Lee Askham

Personal information
- Full name: Lee Raymond Askham
- Date of birth: 25 February 1990 (age 35)
- Place of birth: Killamarsh, England
- Height: 5 ft 10 in (1.78 m)
- Position(s): Midfielder

Youth career
- 000?–2006: Killamarsh Dynamos
- 2006–2008: Sheffield United

Senior career*
- Years: Team / Apps / (Gls)
- 2008–2009: Chesterfield / 1 / (0)
- 2009: → Garforth Town (loan)
- 2009–2010: Guiseley

International career
- 2005: England U16 / 1 / (0)
- 2006: England U17 / 1 / (0)

= Lee Askham =

English footballer

Lee Raymond Askham (born 25 February 1990) is an English footballer who played for Chesterfield in League Two during the 2008–09 season.

==Career==

===Club career===
Beginning as an apprentice at Sheffield United, Askham was released in May 2008, and had a trial at Manchester United in September of the same year.

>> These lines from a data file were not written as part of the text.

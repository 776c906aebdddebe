//! Opaque mask side-channel
//!
//! Acquired frames often come with a segmentation mask computed by the
//! instrument software. Geometry and color operations never look inside
//! it; they only forward it from input to output.

use std::any::Any;
use std::fmt;
use std::sync::Arc;

/// Opaque payload attached to a [`Matrix`](super::Matrix).
///
/// The payload is shared, so cloning a `Mask` (and therefore cloning a
/// matrix that carries one) never copies the underlying data. Two masks
/// compare equal only when they hold the very same payload.
///
/// # Examples
///
/// ```
/// use ifc_core::Mask;
///
/// let mask = Mask::new(vec![0u8, 1, 1, 0]);
/// let forwarded = mask.clone();
/// assert_eq!(mask, forwarded);
/// assert_eq!(forwarded.downcast_ref::<Vec<u8>>(), Some(&vec![0, 1, 1, 0]));
///
/// // Same content, different payload
/// assert_ne!(mask, Mask::new(vec![0u8, 1, 1, 0]));
/// ```
#[derive(Clone)]
pub struct Mask {
    payload: Arc<dyn Any + Send + Sync>,
}

impl Mask {
    /// Wrap an arbitrary value as a mask payload.
    pub fn new<T: Any + Send + Sync>(value: T) -> Self {
        Self {
            payload: Arc::new(value),
        }
    }

    /// Borrow the payload as `T`, if that is its concrete type.
    pub fn downcast_ref<T: Any>(&self) -> Option<&T> {
        self.payload.downcast_ref::<T>()
    }

    /// Returns `true` if both masks share the same payload.
    #[inline]
    pub fn ptr_eq(&self, other: &Mask) -> bool {
        Arc::ptr_eq(&self.payload, &other.payload)
    }
}

impl PartialEq for Mask {
    fn eq(&self, other: &Self) -> bool {
        self.ptr_eq(other)
    }
}

impl fmt::Debug for Mask {
    fn fmt(&self, f: &mut fmt::Formatter<'_>) -> fmt::Result {
        f.debug_struct("Mask")
            .field("payload", &Arc::as_ptr(&self.payload))
            .finish()
    }
}

#[cfg(test)]
mod tests {
    use super::*;

    #[test]
    fn test_mask_clone_is_identical() {
        let mask = Mask::new(42u32);
        let copy = mask.clone();
        assert!(mask.ptr_eq(&copy));
        assert_eq!(mask, copy);
    }

    #[test]
    fn test_mask_distinct_payloads_differ() {
        let a = Mask::new(1i32);
        let b = Mask::new(1i32);
        assert_ne!(a, b);
    }

    #[test]
    fn test_mask_downcast() {
        let mask = Mask::new(String::from("cell"));
        assert_eq!(mask.downcast_ref::<String>().map(String::as_str), Some("cell"));
        assert!(mask.downcast_ref::<u8>().is_none());
    }
}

He signed for Chesterfield three months later on a one-month contract, which was extended to the end of the season in January 2009. He was sent out on loan to Garforth Town in March 2009, but returned to Chesterfield in May. He made his Chesterfield debut on 2 May 2009, coming on as a 70th-minute substitute for Scott Boden in a 2–0 home defeat by Bradford City. However, after just six months with the Spireites, he was released.

Askham joined Northern Premier League Premier Division club Guiseley in September 2009.

===International career===
Askham represented England at under-17 level.